All records should be written out again exactly.
*** Opening Entries provided ***
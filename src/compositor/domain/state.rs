//! Lifecycle states for the compositor and its mounts.

use serde::{Deserialize, Serialize};
use std::fmt;

/// Lifecycle state of a compositor.
///
/// `Created -> Active -> Closed`; `Closed` is terminal and there is no
/// direct `Created -> Closed` edge.
#[derive(Debug, Clone, Copy, PartialEq, Eq, Hash, Serialize, Deserialize)]
#[serde(rename_all = "snake_case")]
pub enum CompositorState {
    /// Constructed but not yet entered.
    Created,
    /// Entered; pinned servers are mounted and mounts may be added.
    Active,
    /// Exited; every mount has been torn down.
    Closed,
}

impl CompositorState {
    /// Returns the canonical string representation.
    #[must_use]
    pub const fn as_str(self) -> &'static str {
        match self {
            Self::Created => "created",
            Self::Active => "active",
            Self::Closed => "closed",
        }
    }

    /// Returns whether transition to `target` is allowed.
    #[must_use]
    pub const fn can_transition_to(self, target: Self) -> bool {
        matches!(
            (self, target),
            (Self::Created, Self::Active) | (Self::Active, Self::Closed)
        )
    }
}

impl fmt::Display for CompositorState {
    fn fmt(&self, formatter: &mut fmt::Formatter<'_>) -> fmt::Result {
        formatter.write_str(self.as_str())
    }
}

/// Lifecycle state of a single mount.
#[derive(Debug, Clone, Copy, PartialEq, Eq, Hash, Serialize, Deserialize)]
#[serde(rename_all = "snake_case")]
pub enum MountState {
    /// Created; the handshake has not completed.
    Pending,
    /// Handshake succeeded; requests may be routed.
    Active,
    /// Handshake failed; retained for introspection.
    Failed,
    /// Torn down; every owned resource has been released.
    Closed,
}

impl MountState {
    /// Returns the canonical string representation.
    #[must_use]
    pub const fn as_str(self) -> &'static str {
        match self {
            Self::Pending => "pending",
            Self::Active => "active",
            Self::Failed => "failed",
            Self::Closed => "closed",
        }
    }

    /// Returns whether requests may be routed to a mount in this state.
    #[must_use]
    pub const fn can_route(self) -> bool {
        matches!(self, Self::Active)
    }

    /// Returns whether transition to `target` is allowed.
    #[must_use]
    pub const fn can_transition_to(self, target: Self) -> bool {
        matches!(
            (self, target),
            (Self::Pending, Self::Active | Self::Failed) | (Self::Active | Self::Failed, Self::Closed)
        )
    }
}

impl fmt::Display for MountState {
    fn fmt(&self, formatter: &mut fmt::Formatter<'_>) -> fmt::Result {
        formatter.write_str(self.as_str())
    }
}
*** Closing Entries provided ***
__Exercise output__.
filename src/compositor/domain/state.rs
//! Lifecycle states for the compositor and its mounts.

use serde::{Deserialize, Serialize};
use std::fmt;

/// Lifecycle state of a compositor.
///
/// `Created -> Active -> Closed`; `Closed` is terminal and there is no
/// direct `Created -> Closed` edge.
#[derive(Debug, Clone, Copy, PartialEq, Eq, Hash, Serialize, Deserialize)]
#[serde(rename_all = "snake_case")]
pub enum CompositorState {
    /// Constructed but not yet entered.
    Created,
    /// Entered; pinned servers are mounted and mounts may be added.
    Active,
    /// Exited; every mount has been torn down.
    Closed,
}

impl CompositorState {
    /// Returns the canonical string representation.
    #[must_use]
    pub const fn as_str(self) -> &'static str {
        match self {
            Self::Created => "created",
            Self::Active => "active",
            Self::Closed => "closed",
        }
    }

    /// Returns whether transition to `target` is allowed.
    #[must_use]
    pub const fn can_transition_to(self, target: Self) -> bool {
        matches!(
            (self, target),
            (Self::Created, Self::Active) | (Self::Active, Self::Closed)
        )
    }
}

impl fmt::Display for CompositorState {
    fn fmt(&self, formatter: &mut fmt::Formatter<'_>) -> fmt::Result {
        formatter.write_str(self.as_str())
    }
}

/// Lifecycle state of a single mount.
#[derive(Debug, Clone, Copy, PartialEq, Eq, Hash, Serialize, Deserialize)]
#[serde(rename_all = "snake_case")]
pub enum MountState {
    /// Created; the handshake has not completed.
    Pending,
    /// Handshake succeeded; requests may be routed.
    Active,
    /// Handshake failed; retained for introspection.
    Failed,
    /// Torn down; every owned resource has been released.
    Closed,
}

impl MountState {
    /// Returns the canonical string representation.
    #[must_use]
    pub const fn as_str(self) -> &'static str {
        match self {
            Self::Pending => "pending",
            Self::Active => "active",
            Self::Failed => "failed",
            Self::Closed => "closed",
        }
    }

    /// Returns whether requests may be routed to a mount in this state.
    #[must_use]
    pub const fn can_route(self) -> bool {
        matches!(self, Self::Active)
    }

    /// Returns whether transition to `target` is allowed.
    #[must_use]
    pub const fn can_transition_to(self, target: Self) -> bool {
        matches!(
            (self, target),
            (Self::Pending, Self::Active | Self::Failed) | (Self::Active | Self::Failed, Self::Closed)
        )
    }
}

impl fmt::Display for MountState {
    fn fmt(&self, formatter: &mut fmt::Formatter<'_>) -> fmt::Result {
        formatter.write_str(self.as_str())
    }
}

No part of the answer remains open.